= Hospital pass =

Football terminology

"Hospital pass" or "Hospital ball" is a term used in various football codes, including Australian rules football, American football, rugby league, and rugby union, to describe a pass that subjects the recipient to heavy contact, usually unavoidable, from an opposing player — the expression implying that the recipient of the pass could end up in hospital. The term has also been applied to similar passes between teammates in other sports including ice hockey, lacrosse, and ultimate. However, in ice hockey, a play leading to a hospital pass is typically described as a suicide pass.

The phrase hospital pass is now used metaphorically outside of sports.

==Rugby league and rugby union==
A hospital pass is usually made in an attempt to avoid being tackled. The pass is often made under pressure and without considering the situation of the receiver, who is often stationary and thus presents an easy target. Alternatively, the passer is under little pressure but misreads the play and passes to a player who is already heavily marked and has little time to avoid contact.

==Australian rules football==
To be considered a hospital pass, the ball is passed with minimal accuracy or timing and likely to result in injury to the receiver due to heavy contact. Hospital passes are typically made by handballing or kicking the ball towards a teammate in a high, looping trajectory or very slowly across the ground. This can enable opponents to contest for possession, resulting in heavy contact that is often, but not always, legitimate. The high, lobbed pass is considered particularly undesirable, because it gives opponents the chance to make very strong tackles, and, as it requires the catcher to raise their arms above their head, leaves their torso unprotected.

==American football==
One play in American football that often results in a "hospital pass" is a pass thrown high to a receiver, generally one that is running sideways rather than running downfield. The receiver is forced to jump while running at full speed to catch the ball.

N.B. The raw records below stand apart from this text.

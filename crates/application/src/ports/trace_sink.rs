use dnswalk_domain::{QueryKey, ResourceRecord};
use std::net::IpAddr;

/// Port for per-query diagnostic output (the `trace on` feature).
///
/// The engine reports what it sends and what it decodes; how that is
/// rendered belongs to the outer layer.
pub trait TraceSink: Send + Sync {
    fn query_sent(&self, id: u16, key: &QueryKey, server: IpAddr);

    fn response_received(
        &self,
        id: u16,
        authoritative: bool,
        answers: &[ResourceRecord],
        authority: &[ResourceRecord],
        additional: &[ResourceRecord],
    );
}

/// Sink that discards every event.
pub struct NullTraceSink;

impl TraceSink for NullTraceSink {
    fn query_sent(&self, _id: u16, _key: &QueryKey, _server: IpAddr) {}

    fn response_received(
        &self,
        _id: u16,
        _authoritative: bool,
        _answers: &[ResourceRecord],
        _authority: &[ResourceRecord],
        _additional: &[ResourceRecord],
    ) {
    }
}
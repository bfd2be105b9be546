use super::{HEADER_LEN, QCLASS_IN};
use dnswalk_domain::QueryKey;

/// Builds a query message for `key` and returns it with its transaction ID.
///
/// The recursion-desired bit stays cleared: this client walks the
/// hierarchy itself and never asks a server to recurse on its behalf.
/// Labels are written as-is; lengths above 63 are the caller's problem.
pub fn encode_query(key: &QueryKey) -> (Vec<u8>, u16) {
    let id = fastrand::u16(..);

    let mut message = Vec::with_capacity(HEADER_LEN + key.name().len() + 6);
    message.extend_from_slice(&id.to_be_bytes());
    message.extend_from_slice(&0u16.to_be_bytes()); // flags: QR=0, OPCODE=0, RD=0
    message.extend_from_slice(&1u16.to_be_bytes()); // QDCOUNT
    message.extend_from_slice(&0u16.to_be_bytes()); // ANCOUNT
    message.extend_from_slice(&0u16.to_be_bytes()); // NSCOUNT
    message.extend_from_slice(&0u16.to_be_bytes()); // ARCOUNT

    for label in key.name().split('.').filter(|label| !label.is_empty()) {
        message.push(label.len() as u8);
        message.extend_from_slice(label.as_bytes());
    }
    message.push(0);
    message.extend_from_slice(&key.record_type().code().to_be_bytes());
    message.extend_from_slice(&QCLASS_IN.to_be_bytes());

    (message, id)
}
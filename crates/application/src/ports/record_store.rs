use dnswalk_domain::{QueryKey, ResourceRecord};

/// Port for the TTL-aware record cache.
pub trait RecordStore: Send + Sync {
    /// All non-expired records known for `key`; empty if none.
    fn lookup(&self, key: &QueryKey) -> Vec<ResourceRecord>;

    /// Adds a record to the set for its key. Re-inserting an equal record
    /// refreshes its expiry clock instead of duplicating it.
    fn insert(&self, record: ResourceRecord);

    /// Diagnostic enumeration of all keys with their non-expired records.
    fn all_entries(&self) -> Vec<(QueryKey, Vec<ResourceRecord>)>;
}
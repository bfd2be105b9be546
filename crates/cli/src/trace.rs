use dnswalk_application::ports::TraceSink;
use dnswalk_domain::{QueryKey, RecordType, ResourceRecord};
use std::net::IpAddr;

/// Renders trace events on stdout in the classic lookup-tool layout:
/// a query line per datagram sent, then the response header and its
/// three sections record by record.
pub struct StdoutTraceSink;

impl TraceSink for StdoutTraceSink {
    fn query_sent(&self, id: u16, key: &QueryKey, server: IpAddr) {
        println!();
        println!();
        println!(
            "Query ID     {} {}  {} --> {}",
            id,
            key.name(),
            key.record_type(),
            server
        );
    }

    fn response_received(
        &self,
        id: u16,
        authoritative: bool,
        answers: &[ResourceRecord],
        authority: &[ResourceRecord],
        additional: &[ResourceRecord],
    ) {
        println!("Response ID: {id} Authoritative = {authoritative}");
        print_section("Answers", answers);
        print_section("Nameservers", authority);
        print_section("Additional Information", additional);
    }
}

fn print_section(label: &str, records: &[ResourceRecord]) {
    println!("  {} ({})", label, records.len());
    for record in records {
        println!(
            "       {:<30} {:<10} {:<4} {}",
            record.name(),
            record.ttl(),
            type_label(record.record_type()),
            record.value_text()
        );
    }
}

/// Unsupported types show their numeric code instead of a mnemonic.
fn type_label(record_type: RecordType) -> String {
    match record_type {
        RecordType::Other(code) => code.to_string(),
        _ => record_type.to_string(),
    }
}
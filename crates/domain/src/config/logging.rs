use serde::{Deserialize, Serialize};

#[derive(Debug, Clone, Deserialize, Serialize)]
pub struct LoggingConfig {
    /// Log level (trace, debug, info, warn, error).
    #[serde(default = "default_level")]
    pub level: String,
}

impl Default for LoggingConfig {
    fn default() -> Self {
        Self {
            level: default_level(),
        }
    }
}

fn default_level() -> String {
    "info".to_string()
}
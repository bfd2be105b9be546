//! dnswalk infrastructure layer: wire codec, cache, UDP transport and the
//! iterative resolver engine.
pub mod dns;
use crate::trace::StdoutTraceSink;
use dnswalk_application::use_cases::{DumpCacheUseCase, LookupHostUseCase};
use dnswalk_domain::Config;
use dnswalk_infrastructure::dns::{IterativeResolver, RecordCache, UdpTransport};
use std::sync::Arc;
use std::time::Duration;
use tracing::info;

/// Everything the command loop talks to, wired up once at startup.
pub struct Services {
    pub lookup: LookupHostUseCase,
    pub dump: DumpCacheUseCase,
    pub resolver: Arc<IterativeResolver>,
}

impl Services {
    pub fn new(config: &Config) -> anyhow::Result<Self> {
        let cache = Arc::new(RecordCache::new());
        let transport = Arc::new(
            UdpTransport::bind(Duration::from_millis(config.resolver.query_timeout_ms))
                .map_err(|e| anyhow::anyhow!("cannot open UDP socket: {e}"))?,
        );

        let resolver = Arc::new(IterativeResolver::new(
            cache.clone(),
            transport,
            Arc::new(StdoutTraceSink),
            config.resolver.root_server,
            config.resolver.dns_port,
            config.resolver.max_indirection,
        ));

        info!(
            root_server = %config.resolver.root_server,
            timeout_ms = config.resolver.query_timeout_ms,
            "resolver initialised"
        );

        Ok(Self {
            lookup: LookupHostUseCase::new(resolver.clone()),
            dump: DumpCacheUseCase::new(cache),
            resolver,
        })
    }
}
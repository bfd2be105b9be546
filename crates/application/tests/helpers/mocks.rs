use dnswalk_application::ports::{HostResolver, RecordStore};
use dnswalk_domain::{QueryKey, ResolveError, ResourceRecord};
use std::collections::HashMap;
use std::sync::Mutex;

/// Scripted resolver: hands out a canned result per key.
pub struct MockHostResolver {
    responses: Mutex<HashMap<QueryKey, Result<Vec<ResourceRecord>, ResolveError>>>,
}

impl MockHostResolver {
    pub fn new() -> Self {
        Self {
            responses: Mutex::new(HashMap::new()),
        }
    }

    pub fn with_records(self, key: QueryKey, records: Vec<ResourceRecord>) -> Self {
        self.responses.lock().unwrap().insert(key, Ok(records));
        self
    }

    pub fn with_error(self, key: QueryKey, error: ResolveError) -> Self {
        self.responses.lock().unwrap().insert(key, Err(error));
        self
    }
}

impl Default for MockHostResolver {
    fn default() -> Self {
        Self::new()
    }
}

impl HostResolver for MockHostResolver {
    fn resolve(&self, key: &QueryKey) -> Result<Vec<ResourceRecord>, ResolveError> {
        self.responses
            .lock()
            .unwrap()
            .get(key)
            .cloned()
            .unwrap_or_else(|| Ok(Vec::new()))
    }
}

/// Record store backed by a plain vector, no expiry.
pub struct MockRecordStore {
    records: Mutex<Vec<ResourceRecord>>,
}

impl MockRecordStore {
    pub fn new() -> Self {
        Self {
            records: Mutex::new(Vec::new()),
        }
    }
}

impl Default for MockRecordStore {
    fn default() -> Self {
        Self::new()
    }
}

impl RecordStore for MockRecordStore {
    fn lookup(&self, key: &QueryKey) -> Vec<ResourceRecord> {
        self.records
            .lock()
            .unwrap()
            .iter()
            .filter(|r| r.key() == *key)
            .cloned()
            .collect()
    }

    fn insert(&self, record: ResourceRecord) {
        self.records.lock().unwrap().push(record);
    }

    fn all_entries(&self) -> Vec<(QueryKey, Vec<ResourceRecord>)> {
        let records = self.records.lock().unwrap();
        let mut entries: Vec<(QueryKey, Vec<ResourceRecord>)> = Vec::new();
        for record in records.iter() {
            match entries.iter_mut().find(|(key, _)| *key == record.key()) {
                Some((_, set)) => set.push(record.clone()),
                None => entries.push((record.key(), vec![record.clone()])),
            }
        }
        entries
    }
}
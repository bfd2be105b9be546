mod dns_transport;
mod host_resolver;
mod record_store;
mod trace_sink;

pub use dns_transport::DnsTransport;
pub use host_resolver::HostResolver;
pub use record_store::RecordStore;
pub use trace_sink::{NullTraceSink, TraceSink};
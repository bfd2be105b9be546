use crate::query_key::QueryKey;
use crate::record_type::RecordType;
use std::net::{IpAddr, Ipv4Addr, Ipv6Addr};

/// Decoded RDATA of a resource record.
#[derive(Debug, Clone, PartialEq, Eq)]
pub enum RecordData {
    Ipv4(Ipv4Addr),
    Ipv6(Ipv6Addr),
    /// Domain name payload (NS target, CNAME target).
    Name(String),
    /// MX exchange with its preference. The preference is retained for
    /// diagnostics only; resolution treats MX like any other name payload.
    Mx { preference: u16, exchange: String },
    /// RDATA we consume to keep the stream aligned but never interpret
    /// (SOA and unsupported types). Never cached, never an answer.
    Opaque(Vec<u8>),
}

/// One decoded resource record.
///
/// Created by the wire decoder; afterwards owned by the cache (when the
/// response was authoritative) or used transiently for referral decisions.
#[derive(Debug, Clone)]
pub struct ResourceRecord {
    name: String,
    record_type: RecordType,
    ttl: u32,
    data: RecordData,
}

impl ResourceRecord {
    pub fn new(name: impl Into<String>, record_type: RecordType, ttl: u32, data: RecordData) -> Self {
        Self {
            name: name.into(),
            record_type,
            ttl,
            data,
        }
    }

    pub fn name(&self) -> &str {
        &self.name
    }

    pub fn record_type(&self) -> RecordType {
        self.record_type
    }

    pub fn ttl(&self) -> u32 {
        self.ttl
    }

    pub fn data(&self) -> &RecordData {
        &self.data
    }

    pub fn key(&self) -> QueryKey {
        QueryKey::new(self.name.clone(), self.record_type)
    }

    pub fn ip(&self) -> Option<IpAddr> {
        match self.data {
            RecordData::Ipv4(addr) => Some(IpAddr::V4(addr)),
            RecordData::Ipv6(addr) => Some(IpAddr::V6(addr)),
            _ => None,
        }
    }

    /// Target host name for records whose payload is a name (NS, CNAME, MX).
    pub fn target_name(&self) -> Option<&str> {
        match &self.data {
            RecordData::Name(name) => Some(name),
            RecordData::Mx { exchange, .. } => Some(exchange),
            _ => None,
        }
    }

    /// Records with opaque payloads are kept only for trace output.
    pub fn is_cacheable(&self) -> bool {
        !matches!(self.data, RecordData::Opaque(_))
    }

    /// Printable value column for result and trace lines.
    pub fn value_text(&self) -> String {
        match &self.data {
            RecordData::Ipv4(addr) => addr.to_string(),
            RecordData::Ipv6(addr) => addr.to_string(),
            RecordData::Name(name) => name.clone(),
            RecordData::Mx { exchange, .. } => exchange.clone(),
            RecordData::Opaque(_) => "----".to_string(),
        }
    }
}

impl PartialEq for ResourceRecord {
    /// TTL is deliberately excluded: re-learning a record refreshes its
    /// expiry clock instead of producing a second cache entry.
    fn eq(&self, other: &Self) -> bool {
        self.record_type == other.record_type
            && self.name.eq_ignore_ascii_case(&other.name)
            && self.data == other.data
    }
}

impl Eq for ResourceRecord {}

A defender coming the other way, attempting to tackle the receiver, can cause a collision where both players are moving at full speed and the receiver is unable to move out of the way.

==Metaphorical usage==

- Cricket: "...when Steve Waugh...handed over the captaincy to Ricky Ponting, he sent down one of sport's great hospital passes."
- Business: "Fyfe denies he was thrown 'hospital pass' "
- Politics: "The big Brown hospital pass..."
- Law: the term is used by barristers to denote a complex or difficult case passed on by a colleague, usually at short notice.
- Brexit: "Ireland is not going to be given a hospital pass."